As Paul says,  “neither death, nor life, nor angels, nor rulers, nor things present, nor things to come, nor powers, nor height, nor depth, nor anything else in all creation, will be able to separate us from the love of God in Christ Jesus our Lord.”

And just as it was for Jesus, baptism is the beginning of our ministry.  God chooses us to participate - we are drawn into God’s purposes sent out in God’s power.  So we get to bravely live out our identity and calling as God’s beloved children- that is who we are.  Our lives get to be part of God’s work of loving the whole world.  As a people claimed by God-with-us, and led by the Holy Spirit, we get to fearlessly embrace a world being redeemed by God; and we get to continually seek to join in the miracle of redemption - in all the prominent and quiet ways God is accomplishing it  - until Christ returns.  We live out our faith by entering in, not backing away from other’s pain or suffering, not fearing our own doubts or failures, but even in our very weakness speaking up, reaching out, stepping in, right alongside one another, where Christ is found.

Our journey begins here at the font; who we are and whose we are- individually, and as a community - flows from this place.   And so, Soren, Svea and Sigrid, we are so excited to speak these promises over you tonight, and welcome you into this calling, as you are claimed by God, who says, “You are my beloved, I am delighted in you, and have I got some plans for you!”

Tuesday, January 15, 2013

2012: A year in the life of a congregation...
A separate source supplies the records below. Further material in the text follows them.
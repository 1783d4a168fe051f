use glam::{Quat, Vec3};
use rustc_hash::FxHashMap;

use crate::animation::binding::TargetPath;
use crate::animation::clip::{AnimationClip, JointTrack};
use crate::animation::tracks::{InterpolationMode, Keyframe, read_values};
use crate::errors::{ImportError, Result};
use crate::scene::{Accessor, AnimationChannelDef, AnimationDef, SceneModel};
use crate::skeleton::{JointNaming, JointTransform, Skeleton};

/// Sampling rate used when none is configured. glTF carries no authored
/// frame rate.
pub const DEFAULT_SAMPLING_RATE: f32 = 60.0;

/// Converts the channels of one animation into per-joint tracks of an
/// already built skeleton.
///
/// Channels are routed to joints by joint name, through the [`JointNaming`]
/// produced together with the skeleton. The clip duration is the longest
/// authored channel span and is established before any channel is sampled,
/// so resampled cubic channels always cover the whole clip.
pub struct AnimationResampler<'a> {
    model: &'a SceneModel,
    skeleton: &'a Skeleton,
    naming: &'a JointNaming,
    sampling_rate: f32,
}

impl<'a> AnimationResampler<'a> {
    /// Creates a resampler. A non-positive `sampling_rate` selects
    /// [`DEFAULT_SAMPLING_RATE`].
    #[must_use]
    pub fn new(
        model: &'a SceneModel,
        skeleton: &'a Skeleton,
        naming: &'a JointNaming,
        sampling_rate: f32,
    ) -> Self {
        let sampling_rate = if sampling_rate > 0.0 {
            sampling_rate
        } else {
            DEFAULT_SAMPLING_RATE
        };
        Self {
            model,
            skeleton,
            naming,
            sampling_rate,
        }
    }

    #[inline]
    #[must_use]
    pub fn sampling_rate(&self) -> f32 {
        self.sampling_rate
    }

    /// Resamples the animation named `name` (exact match).
    pub fn resample(&self, name: &str) -> Result<AnimationClip> {
        let animation = self
            .model
            .animation(name)
            .ok_or_else(|| ImportError::AnimationNotFound(name.to_string()))?;

        let groups = self.group_channels(animation);
        let duration = self.clip_duration(animation, &groups)?;

        let mut tracks = Vec::with_capacity(self.skeleton.num_joints());
        for joint in self.skeleton.joints() {
            let mut track = JointTrack::default();
            if let Some(channels) = groups.get(joint.name.as_str()) {
                for channel in channels {
                    self.sample_channel(animation, channel, duration, &mut track)?;
                }
            }
            self.fill_bind_pose(name, &joint.name, &mut track)?;
            tracks.push(track);
        }

        let clip = AnimationClip::new(name.to_string(), duration, tracks);
        log::info!(
            "Processed animation '{}' (tracks: {}, duration: {}s)",
            clip.name,
            clip.num_tracks(),
            clip.duration
        );

        clip.validate(self.skeleton.num_joints())
            .map_err(|reason| {
                log::error!("Animation '{name}' failed validation: {reason}");
                ImportError::InvalidAnimation {
                    name: name.to_string(),
                    reason,
                }
            })?;

        Ok(clip)
    }

    /// Groups channels by the joint name of their target node. Channels
    /// without target, or targeting a node outside the skeleton, are dropped.
    fn group_channels(
        &self,
        animation: &'a AnimationDef,
    ) -> FxHashMap<&'a str, Vec<&'a AnimationChannelDef>> {
        let naming: &'a JointNaming = self.naming;
        let mut groups: FxHashMap<&'a str, Vec<&'a AnimationChannelDef>> = FxHashMap::default();
        for channel in &animation.channels {
            let Some(node) = channel.target_node else {
                continue;
            };
            match naming.name_of(node) {
                Some(joint) => groups.entry(joint).or_default().push(channel),
                None => log::debug!(
                    "Channel '{}' targets node #{node}, which is not a joint, skipping",
                    channel.target_path
                ),
            }
        }
        groups
    }

    fn clip_duration(
        &self,
        animation: &AnimationDef,
        groups: &FxHashMap<&'a str, Vec<&'a AnimationChannelDef>>,
    ) -> Result<f32> {
        let mut duration = 0.0_f32;
        for channel in groups.values().flatten() {
            let sampler = animation.samplers.get(channel.sampler).ok_or(
                ImportError::IndexOutOfBounds {
                    context: "animation sampler",
                    index: channel.sampler,
                },
            )?;
            duration = duration.max(channel_span(&sampler.input));
        }
        Ok(duration)
    }

    fn sample_channel(
        &self,
        animation: &AnimationDef,
        channel: &AnimationChannelDef,
        duration: f32,
        track: &mut JointTrack,
    ) -> Result<()> {
        let sampler = animation
            .samplers
            .get(channel.sampler)
            .ok_or(ImportError::IndexOutOfBounds {
                context: "animation sampler",
                index: channel.sampler,
            })?;

        let mode = InterpolationMode::parse(&sampler.interpolation)?;
        let path = TargetPath::parse(&channel.target_path)?;

        let input = &sampler.input;
        if input.components != 1 {
            return Err(ImportError::ElementSizeMismatch {
                expected: std::mem::size_of::<f32>(),
                actual: input.element_size(),
            });
        }
        let times = &input.data;
        let output = &sampler.output;
        let rate = self.sampling_rate;

        match path {
            TargetPath::Translation => {
                let values = read_values::<Vec3>(output.components, &output.data)?;
                let keys = mode.sample(times, &values, rate, duration)?;
                replace_keys(&mut track.translations, keys, path);
            }
            TargetPath::Rotation => {
                let values = read_values::<Quat>(output.components, &output.data)?;
                let keys = mode.sample(times, &values, rate, duration)?;
                replace_keys(&mut track.rotations, keys, path);
            }
            TargetPath::Scale => {
                let values = read_values::<Vec3>(output.components, &output.data)?;
                let keys = mode.sample(times, &values, rate, duration)?;
                replace_keys(&mut track.scales, keys, path);
            }
        }
        Ok(())
    }

    /// Gives every empty sequence a single key at time 0 holding the joint's
    /// rest value.
    fn fill_bind_pose(&self, clip: &str, joint: &str, track: &mut JointTrack) -> Result<()> {
        if !track.translations.is_empty()
            && !track.rotations.is_empty()
            && !track.scales.is_empty()
        {
            return Ok(());
        }

        let node = self
            .naming
            .node_of(joint)
            .ok_or_else(|| ImportError::InvalidAnimation {
                name: clip.to_string(),
                reason: format!("joint '{joint}' has no source node"),
            })?;
        let rest = JointTransform::from_node(node, self.model.node(node)?)?;

        if track.translations.is_empty() {
            track.translations.push(Keyframe::new(0.0, rest.translation));
        }
        if track.rotations.is_empty() {
            track.rotations.push(Keyframe::new(0.0, rest.rotation));
        }
        if track.scales.is_empty() {
            track.scales.push(Keyframe::new(0.0, rest.scale));
        }
        Ok(())
    }
}

/// The span of a channel: its input accessor's authored maximum, or the last
/// timestamp when the maximum is missing.
fn channel_span(input: &Accessor) -> f32 {
    if let Some(max) = input.max.as_ref().and_then(|max| max.first()) {
        return *max;
    }
    log::warn!("Animation input accessor has no max value, using its last timestamp");
    input.data.last().copied().unwrap_or(0.0)
}

fn replace_keys<T>(keys: &mut Vec<Keyframe<T>>, sampled: Vec<Keyframe<T>>, path: TargetPath) {
    if !keys.is_empty() {
        log::debug!("Joint has several {path} channels, keeping the last one");
    }
    *keys = sampled;
}
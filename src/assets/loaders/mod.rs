/// glTF 2.0 loader with the `gltf` crate.
#[cfg(feature = "gltf")]
pub mod gltf;

#[cfg(feature = "gltf")]
pub use self::gltf::GltfLoader;
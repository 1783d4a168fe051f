use crate::animation::values::TrackValue;
use crate::errors::{ImportError, Result};

/// Time offset of the hold key inserted before each step change.
pub const STEP_EPSILON: f32 = 1e-6;

/// Upper bound on the keys produced by resampling one cubic-spline channel.
pub const MAX_CUBIC_SAMPLES: usize = 1 << 22;

#[derive(Debug, Clone, Copy, PartialEq)]
pub struct Keyframe<T> {
    pub time: f32,
    pub value: T,
}

impl<T> Keyframe<T> {
    #[inline]
    pub fn new(time: f32, value: T) -> Self {
        Self { time, value }
    }
}

#[derive(Debug, Clone, Copy, PartialEq, Eq)]
pub enum InterpolationMode {
    Linear,
    Step,
    CubicSpline,
}

impl InterpolationMode {
    /// Parses a sampler interpolation string. An empty string means linear.
    pub fn parse(mode: &str) -> Result<Self> {
        match mode {
            "" | "LINEAR" => Ok(Self::Linear),
            "STEP" => Ok(Self::Step),
            "CUBICSPLINE" => Ok(Self::CubicSpline),
            other => Err(ImportError::UnknownInterpolation(other.to_string())),
        }
    }

    /// Converts source keyframes into explicit output keys.
    ///
    /// `rate` and `duration` are only used by cubic splines, which are
    /// resampled at a fixed rate over the whole clip.
    pub fn sample<T: TrackValue>(
        self,
        times: &[f32],
        values: &[T],
        rate: f32,
        duration: f32,
    ) -> Result<Vec<Keyframe<T>>> {
        match self {
            Self::Linear => sample_linear(times, values),
            Self::Step => sample_step(times, values),
            Self::CubicSpline => sample_cubic_spline(times, values, rate, duration),
        }
    }
}

/// Reads an accessor's flat data as values of `T`, checking the element size.
pub fn read_values<T: TrackValue>(components: usize, data: &[f32]) -> Result<Vec<T>> {
    if components != T::COMPONENTS {
        return Err(ImportError::ElementSizeMismatch {
            expected: T::COMPONENTS * std::mem::size_of::<f32>(),
            actual: components * std::mem::size_of::<f32>(),
        });
    }
    Ok(data
        .chunks_exact(T::COMPONENTS)
        .map(T::from_components)
        .collect())
}

fn check_counts(times: usize, values: usize) -> Result<()> {
    if times == values {
        Ok(())
    } else {
        Err(ImportError::KeyframeCountMismatch { times, values })
    }
}

/// Requires every timestamp to be at least `min_gap` after the previous one.
fn check_times(times: &[f32], min_gap: f32) -> Result<()> {
    for (i, pair) in times.windows(2).enumerate() {
        if pair[1] - min_gap < pair[0] || pair[1].is_nan() {
            return Err(ImportError::UnorderedKeyframes {
                index: i + 1,
                previous: pair[0],
                time: pair[1],
            });
        }
    }
    Ok(())
}

/// Number of samples covering `[0, duration]` at `rate`.
fn cubic_sample_count(duration: f32, rate: f32) -> Result<usize> {
    let count = (f64::from(duration.max(0.0)) * f64::from(rate)).floor();
    if !count.is_finite() || count >= MAX_CUBIC_SAMPLES as f64 {
        return Err(ImportError::SampleCountOverflow {
            duration,
            rate,
            limit: MAX_CUBIC_SAMPLES,
        });
    }
    (count as usize)
        .checked_add(1)
        .ok_or(ImportError::SampleCountOverflow {
            duration,
            rate,
            limit: MAX_CUBIC_SAMPLES,
        })
}

/// Linear keys map one-to-one onto output keys.
pub fn sample_linear<T: TrackValue>(times: &[f32], values: &[T]) -> Result<Vec<Keyframe<T>>> {
    check_counts(times.len(), values.len())?;
    check_times(times, 0.0)?;
    Ok(times
        .iter()
        .zip(values)
        .map(|(&time, &value)| Keyframe::new(time, value))
        .collect())
}

/// Step keys become a pair of keys holding the same value: one at the key
/// time and one just before the next key. The last key has no hold key.
pub fn sample_step<T: TrackValue>(times: &[f32], values: &[T]) -> Result<Vec<Keyframe<T>>> {
    check_counts(times.len(), values.len())?;
    check_times(times, STEP_EPSILON)?;

    let mut keyframes = Vec::with_capacity(times.len() * 2);
    for (i, (&time, &value)) in times.iter().zip(values).enumerate() {
        keyframes.push(Keyframe::new(time, value));
        if let Some(&next_time) = times.get(i + 1) {
            keyframes.push(Keyframe::new(next_time - STEP_EPSILON, value));
        }
    }
    Ok(keyframes)
}

/// Resamples a cubic spline at `rate` over `[0, duration]`.
///
/// `values` holds `(in-tangent, value, out-tangent)` triples, one per time.
pub fn sample_cubic_spline<T: TrackValue>(
    times: &[f32],
    values: &[T],
    rate: f32,
    duration: f32,
) -> Result<Vec<Keyframe<T>>> {
    check_counts(times.len() * 3, values.len())?;
    if times.is_empty() {
        return Ok(Vec::new());
    }
    check_times(times, 0.0)?;

    let num_samples = cubic_sample_count(duration, rate)?;
    let mut keyframes = Vec::with_capacity(num_samples);

    if times.len() == 1 {
        for i in 0..num_samples {
            keyframes.push(Keyframe::new(i as f32 / rate, values[1]));
        }
        return Ok(keyframes);
    }

    let last_interval = times.len() - 2;
    let mut current = 0;
    for i in 0..num_samples {
        let time = i as f32 / rate;
        while current < last_interval && times[current + 1] <= time {
            current += 1;
        }

        let current_time = times[current];
        let next_time = times[current + 1];
        let span = next_time - current_time;
        let t = if span > 0.0 {
            ((time - current_time) / span).clamp(0.0, 1.0)
        } else {
            0.0
        };

        let p0 = values[current * 3 + 1];
        let m0 = values[current * 3 + 2].scale_tangent(span);
        let p1 = values[(current + 1) * 3 + 1];
        let m1 = values[(current + 1) * 3].scale_tangent(span);

        keyframes.push(Keyframe::new(time, T::interpolate_cubic(t, p0, m0, p1, m1)));
    }
    Ok(keyframes)
}
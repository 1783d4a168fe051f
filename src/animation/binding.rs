use std::fmt;

use crate::errors::{ImportError, Result};

/// Defines the target property for animation data.
#[derive(Debug, Clone, Copy, PartialEq, Eq, Hash)]
pub enum TargetPath {
    Translation, // Maps to track.translations
    Rotation,    // Maps to track.rotations
    Scale,       // Maps to track.scales
}

impl TargetPath {
    /// Parses a channel target path (`"translation"`, `"rotation"`, `"scale"`).
    pub fn parse(path: &str) -> Result<Self> {
        match path {
            "translation" => Ok(Self::Translation),
            "rotation" => Ok(Self::Rotation),
            "scale" => Ok(Self::Scale),
            other => Err(ImportError::UnknownTargetPath(other.to_string())),
        }
    }

    #[must_use]
    pub fn as_str(self) -> &'static str {
        match self {
            Self::Translation => "translation",
            Self::Rotation => "rotation",
            Self::Scale => "scale",
        }
    }
}

impl fmt::Display for TargetPath {
    fn fmt(&self, f: &mut fmt::Formatter<'_>) -> fmt::Result {
        f.write_str(self.as_str())
    }
}

#[cfg(test)]
mod tests {
    use super::*;

    #[test]
    fn test_parse() {
        assert_eq!(TargetPath::parse("rotation").unwrap(), TargetPath::Rotation);
        assert_eq!(TargetPath::parse("scale").unwrap().to_string(), "scale");
        assert!(matches!(
            TargetPath::parse("weights"),
            Err(ImportError::UnknownTargetPath(path)) if path == "weights"
        ));
    }
}
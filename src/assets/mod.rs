//! Input adapters
//!
//! Loaders turning parsed files into a [`SceneModel`](crate::scene::SceneModel).

pub mod loaders;

#[cfg(feature = "gltf")]
pub use loaders::GltfLoader;
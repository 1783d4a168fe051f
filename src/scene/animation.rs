use glam::{Quat, Vec3};

/// Typed, flat `f32` array read from an input buffer.
///
/// `components` is the number of floats per element (1 for scalars,
/// 3 for vectors, 4 for quaternions). `max` is the authored per-component
/// maximum, which for time accessors is the channel's span.
#[derive(Debug, Clone, Default)]
pub struct Accessor {
    pub components: usize,
    pub data: Vec<f32>,
    pub max: Option<Vec<f32>>,
}

impl Accessor {
    /// Scalar accessor with its authored max set to the largest value,
    /// the way exporters write time accessors.
    #[must_use]
    pub fn times(times: Vec<f32>) -> Self {
        let max = times.iter().copied().reduce(f32::max).map(|max| vec![max]);
        Self {
            components: 1,
            data: times,
            max,
        }
    }

    #[must_use]
    pub fn vec3s(values: &[Vec3]) -> Self {
        Self {
            components: 3,
            data: values.iter().flat_map(|v| v.to_array()).collect(),
            max: None,
        }
    }

    #[must_use]
    pub fn quats(values: &[Quat]) -> Self {
        Self {
            components: 4,
            data: values.iter().flat_map(|q| q.to_array()).collect(),
            max: None,
        }
    }

    #[must_use]
    pub fn with_max(mut self, max: Vec<f32>) -> Self {
        self.max = Some(max);
        self
    }

    /// Number of elements.
    #[inline]
    #[must_use]
    pub fn count(&self) -> usize {
        if self.components == 0 {
            0
        } else {
            self.data.len() / self.components
        }
    }

    /// Element size in bytes.
    #[inline]
    #[must_use]
    pub fn element_size(&self) -> usize {
        self.components * std::mem::size_of::<f32>()
    }
}

/// Interpolation function and time/value data backing one or more channels.
#[derive(Debug, Clone, Default)]
pub struct AnimationSamplerDef {
    pub input: Accessor,
    pub output: Accessor,
    /// `""`, `"LINEAR"`, `"STEP"` or `"CUBICSPLINE"`; parsed when sampled
    pub interpolation: String,
}

/// A single animated property stream.
#[derive(Debug, Clone, Default)]
pub struct AnimationChannelDef {
    pub target_node: Option<usize>,
    /// `"translation"`, `"rotation"` or `"scale"`; parsed when sampled
    pub target_path: String,
    pub sampler: usize,
}

#[derive(Debug, Clone, Default)]
pub struct AnimationDef {
    pub name: Option<String>,
    pub channels: Vec<AnimationChannelDef>,
    pub samplers: Vec<AnimationSamplerDef>,
}

impl AnimationDef {
    #[must_use]
    pub fn named(name: &str) -> Self {
        Self {
            name: Some(name.to_string()),
            ..Self::default()
        }
    }

    /// Adds a sampler together with a channel driving `path` of `node`.
    pub fn add_channel(
        &mut self,
        node: usize,
        path: &str,
        interpolation: &str,
        input: Accessor,
        output: Accessor,
    ) -> &mut Self {
        self.samplers.push(AnimationSamplerDef {
            input,
            output,
            interpolation: interpolation.to_string(),
        });
        self.channels.push(AnimationChannelDef {
            target_node: Some(node),
            target_path: path.to_string(),
            sampler: self.samplers.len() - 1,
        });
        self
    }
}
Last week I had one of THOSE kinds of days - several times in a row.  Hard.  Frustrating and discouraging.  I was carrying inside me a knot, tightly wound of several conflicts and situations of sadness which I could not seem to let go of.  One evening I sat down to begin writing my "annual report" - something that feels administrative and dreadful at the beginning, so I inevitably put it off to the last minute.  But once I began, I spent a couple of hours swimming in memory and thankfulness, marveling at God's faithfulness as I reflected back on the year in our life together at LNPC.  
At the end of the night, when I stood and stretched and closed my laptop, I was astonished at how different I felt.  The anxiety I had been gripping had been completely released, and in its place was gratitude.  With joy and peace welling up inside me, I opened back up the computer and posted on Facebook, "Gratitude is a mood-altering substance."  
I am so grateful for this little church community of fearless love and compassionate hope.  And I'm grateful for the chance to keep living together in the unfolding story of God's grace.
 The following is my "2012 annual report" for LNPC - (names have cut for privacy).

LNPC Prayer Candles
I pray…that Christ may dwell in our hearts through faith, as we are being rooted and grounded in love.   (from Ephesians 3:17)
Once upon a time there was this kind and courageous little group of believers, this expression of the Church of Jesus Christ in one time and place, in whom Christ dwelled, and who were joyfully being rooted and grounded in love.  And as they moved through their world in ordinary ways, their lives were part of the Story of God.  When I reflect on 2012 the theme that comes immediately to mind is that of Story – God’s Story in our stories.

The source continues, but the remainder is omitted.